Positive selection on the mitochondrial ATP synthase 6 and the NADH dehydrogenase 2 genes across 22 hare species (genus Lepus )

Amino acid changes in mitochondrial (mt) oxidative phosphorylation ( OXPHOS ) genes have been suggested as a key adaptation to environmental variation. Here, we analyzed 416 sequences of ATP ase synthase 6 ( MT ‐ ATP 6 ) and NADH dehydrogenase 2 ( MT ‐ ND 2 ) in 22 different hare ( Lepus ) species from across a wide range of habitats and climates. We used site‐ and branch‐based methods to test for positive selection on specific codons and lineages. We found four codons in MT ‐ ATP 6 and five in MT ‐ ND 2 under positive selection, affecting several species lineages. We investigated the association of protein variants at each locus with climate zone, using multinomial generalized linear models (glm), including species, regions, historical introgression events, and the co‐occurring protein variant at the other locus as additional explanatory variables. A significant climate effect as based on the “Köppen climate classification” was observed for MT ‐ ND 2 protein variants as translated from our nucleotide sequences.

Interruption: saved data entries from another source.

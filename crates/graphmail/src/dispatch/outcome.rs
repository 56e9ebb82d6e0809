use serde::Serialize;

/// Where a dispatch is in its lifecycle.
#[derive(Debug, Clone, Copy, PartialEq, Eq, Serialize)]
#[serde(rename_all = "snake_case")]
pub enum DispatchPhase {
    Idle,
    Validating,
    EncodingAttachment,
    AcquiringToken,
    Sending,
    Succeeded,
    Failed,
}

impl std::fmt::Display for DispatchPhase {
    fn fmt(&self, f: &mut std::fmt::Formatter<'_>) -> std::fmt::Result {
        match self {
            DispatchPhase::Idle => write!(f, "Idle"),
            DispatchPhase::Validating => write!(f, "Validating parameters"),
            DispatchPhase::EncodingAttachment => write!(f, "Encoding attachment"),
            DispatchPhase::AcquiringToken => write!(f, "Acquiring access token"),
            DispatchPhase::Sending => write!(f, "Sending"),
            DispatchPhase::Succeeded => write!(f, "Succeeded"),
            DispatchPhase::Failed => write!(f, "Failed"),
        }
    }
}

/// Final result of one send attempt.
#[derive(Debug, Clone, PartialEq, Eq, Serialize)]
#[serde(rename_all = "camelCase")]
pub struct DispatchOutcome {
    pub succeeded: bool,
    pub message: String,
}

impl DispatchOutcome {
    pub fn success(message: impl Into<String>) -> Self {
        Self {
            succeeded: true,
            message: message.into(),
        }
    }

    pub fn failure(message: impl Into<String>) -> Self {
        Self {
            succeeded: false,
            message: message.into(),
        }
    }

    pub fn phase(&self) -> DispatchPhase {
        if self.succeeded {
            DispatchPhase::Succeeded
        } else {
            DispatchPhase::Failed
        }
    }
}
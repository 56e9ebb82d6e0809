//! The status sink: where the host observes the result of a send.

use std::sync::Mutex;

use chrono::{DateTime, Utc};
use serde::Serialize;
use tokio::sync::broadcast;

use super::outcome::DispatchOutcome;

/// Progress marker written at the start of every send.
pub const SENDING_MESSAGE: &str = "Sending email...";

/// The two observable slots: a success flag and a human-readable message.
#[derive(Debug, Clone, PartialEq, Eq, Serialize)]
#[serde(rename_all = "camelCase")]
pub struct DispatchStatus {
    pub succeeded: bool,
    pub message: String,
}

impl DispatchStatus {
    /// `(false, "")`, the state before any send.
    pub fn idle() -> Self {
        Self {
            succeeded: false,
            message: String::new(),
        }
    }

    /// `(false, "Sending email...")`
    pub fn sending() -> Self {
        Self {
            succeeded: false,
            message: SENDING_MESSAGE.to_string(),
        }
    }
}

impl From<&DispatchOutcome> for DispatchStatus {
    fn from(outcome: &DispatchOutcome) -> Self {
        Self {
            succeeded: outcome.succeeded,
            message: outcome.message.clone(),
        }
    }
}

/// Receives status updates. Each update overwrites the previous one wholesale.
pub trait StatusSink: Send + Sync {
    fn update(&self, status: &DispatchStatus);
}

/// Discards all updates.
pub struct NoopStatus;

impl StatusSink for NoopStatus {
    fn update(&self, _status: &DispatchStatus) {}
}

/// Keeps the latest status in memory.
///
/// Concurrent sends race on the same slots; the last writer wins.
pub struct StatusSlots {
    current: Mutex<DispatchStatus>,
}

impl StatusSlots {
    pub fn new() -> Self {
        Self {
            current: Mutex::new(DispatchStatus::idle()),
        }
    }

    pub fn current(&self) -> DispatchStatus {
        match self.current.lock() {
            Ok(guard) => guard.clone(),
            Err(poisoned) => poisoned.into_inner().clone(),
        }
    }
}

impl Default for StatusSlots {
    fn default() -> Self {
        Self::new()
    }
}

impl StatusSink for StatusSlots {
    fn update(&self, status: &DispatchStatus) {
        let mut guard = match self.current.lock() {
            Ok(guard) => guard,
            Err(poisoned) => poisoned.into_inner(),
        };
        *guard = status.clone();
    }
}

/// A status update with the time it was emitted.
#[derive(Debug, Clone, Serialize)]
#[serde(rename_all = "camelCase")]
pub struct StatusEvent {
    pub timestamp: DateTime<Utc>,
    pub succeeded: bool,
    pub message: String,
}

impl From<&DispatchStatus> for StatusEvent {
    fn from(status: &DispatchStatus) -> Self {
        Self {
            timestamp: Utc::now(),
            succeeded: status.succeeded,
            message: status.message.clone(),
        }
    }
}

/// Fans status updates out to any number of subscribers.
#[derive(Clone)]
pub struct BroadcastStatus {
    sender: broadcast::Sender<StatusEvent>,
}

impl BroadcastStatus {
    pub fn new(capacity: usize) -> Self {
        let (sender, _) = broadcast::channel(capacity);
        Self { sender }
    }

    pub fn subscribe(&self) -> broadcast::Receiver<StatusEvent> {
        self.sender.subscribe()
    }
}

impl Default for BroadcastStatus {
    fn default() -> Self {
        Self::new(64)
    }
}

impl StatusSink for BroadcastStatus {
    fn update(&self, status: &DispatchStatus) {
        // No receivers is fine
        let _ = self.sender.send(StatusEvent::from(status));
    }
}
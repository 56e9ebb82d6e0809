//! Shared test utilities for graphmail integration tests.
//!
//! This module provides:
//! - `TestHarness` with a local mock token endpoint and Graph API
//! - `RecordingStatus`, a status sink that keeps every update

pub mod harness;

#[allow(unused_imports)]
pub use harness::{RecordedRequest, RecordingStatus, TestHarness, TestHarnessBuilder};
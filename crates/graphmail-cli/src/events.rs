//! Bridge between the dispatcher's status broadcasts and the terminal.

use log::{debug, info, warn};
use tokio::sync::broadcast::error::RecvError;
use tokio::sync::broadcast::Receiver;
use tokio::task::JoinHandle;

use graphmail::StatusEvent;

/// Logs every status update until the broadcaster is dropped.
pub fn start_status_bridge(mut rx: Receiver<StatusEvent>) -> JoinHandle<()> {
    tokio::spawn(async move {
        loop {
            match rx.recv().await {
                Ok(event) if event.message.is_empty() => {
                    debug!("Status reset");
                }
                Ok(event) => {
                    info!(
                        "[{}] status: {} (succeeded: {})",
                        event.timestamp.to_rfc3339(),
                        event.message,
                        event.succeeded
                    );
                }
                Err(RecvError::Lagged(n)) => {
                    warn!("Status bridge lagged, missed {} events", n);
                }
                Err(RecvError::Closed) => {
                    debug!("Status broadcaster closed, stopping status bridge");
                    break;
                }
            }
        }
    })
}
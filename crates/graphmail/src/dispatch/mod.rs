//! Orchestrates one send: validate, encode the attachment, acquire a token,
//! post to Graph, and report the outcome to a status sink.

pub mod error;
pub mod outcome;
pub mod runner;
pub mod status;

pub use error::DispatchError;
pub use outcome::{DispatchOutcome, DispatchPhase};
pub use runner::{MailDispatcher, OutgoingEmail};
pub use status::{
    BroadcastStatus, DispatchStatus, NoopStatus, StatusEvent, StatusSink, StatusSlots,
    SENDING_MESSAGE,
};
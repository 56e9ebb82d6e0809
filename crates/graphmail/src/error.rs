use std::path::PathBuf;
use thiserror::Error;

use crate::secrets::SecretError;

#[derive(Error, Debug)]
pub enum ConfigError {
    #[error("Failed to read config file '{path}': {source}")]
    ReadFile {
        path: PathBuf,
        #[source]
        source: std::io::Error,
    },

    #[error("Failed to parse config JSON: {0}")]
    ParseJson(#[from] serde_json::Error),

    #[error("Config validation failed: {message}")]
    Validation { message: String },

    #[error("Schema validation failed: {errors}")]
    SchemaValidation { errors: String },

    #[error("Invalid URL for '{field}' ({url}): {reason}")]
    InvalidUrl {
        field: &'static str,
        url: String,
        reason: String,
    },

    #[error("Failed to resolve '{field}': {source}")]
    Secret {
        field: &'static str,
        #[source]
        source: SecretError,
    },
}

impl ConfigError {
    pub(crate) fn missing(field: &str) -> Self {
        ConfigError::Validation {
            message: format!("'{}' must not be empty", field),
        }
    }
}

pub type Result<T> = std::result::Result<T, ConfigError>;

Moreover, MT ‐ ND 2 protein variants were significantly affected by the co‐occurring MT ‐ ATP 6 protein variant in the same mt DNA molecule. Contrary to the expectation for non‐recombining mitochondrial DNA molecules, the presence of an evolutionarily relatively ancestral protein variant at one locus was associated with a relatively derived protein at the other locus in the same mitochondrial molecule, respectively. The relative evolutionary status of a protein variant was evaluated according to its positions relative to the respective out‐group protein variant in a network analysis of nucleotide sequences. All our results suggest a complex effect of various climatic parameters acting on multiple mt OXPHOS genes in a co‐adaptive way, favoring combinations of ancestral and derived variants.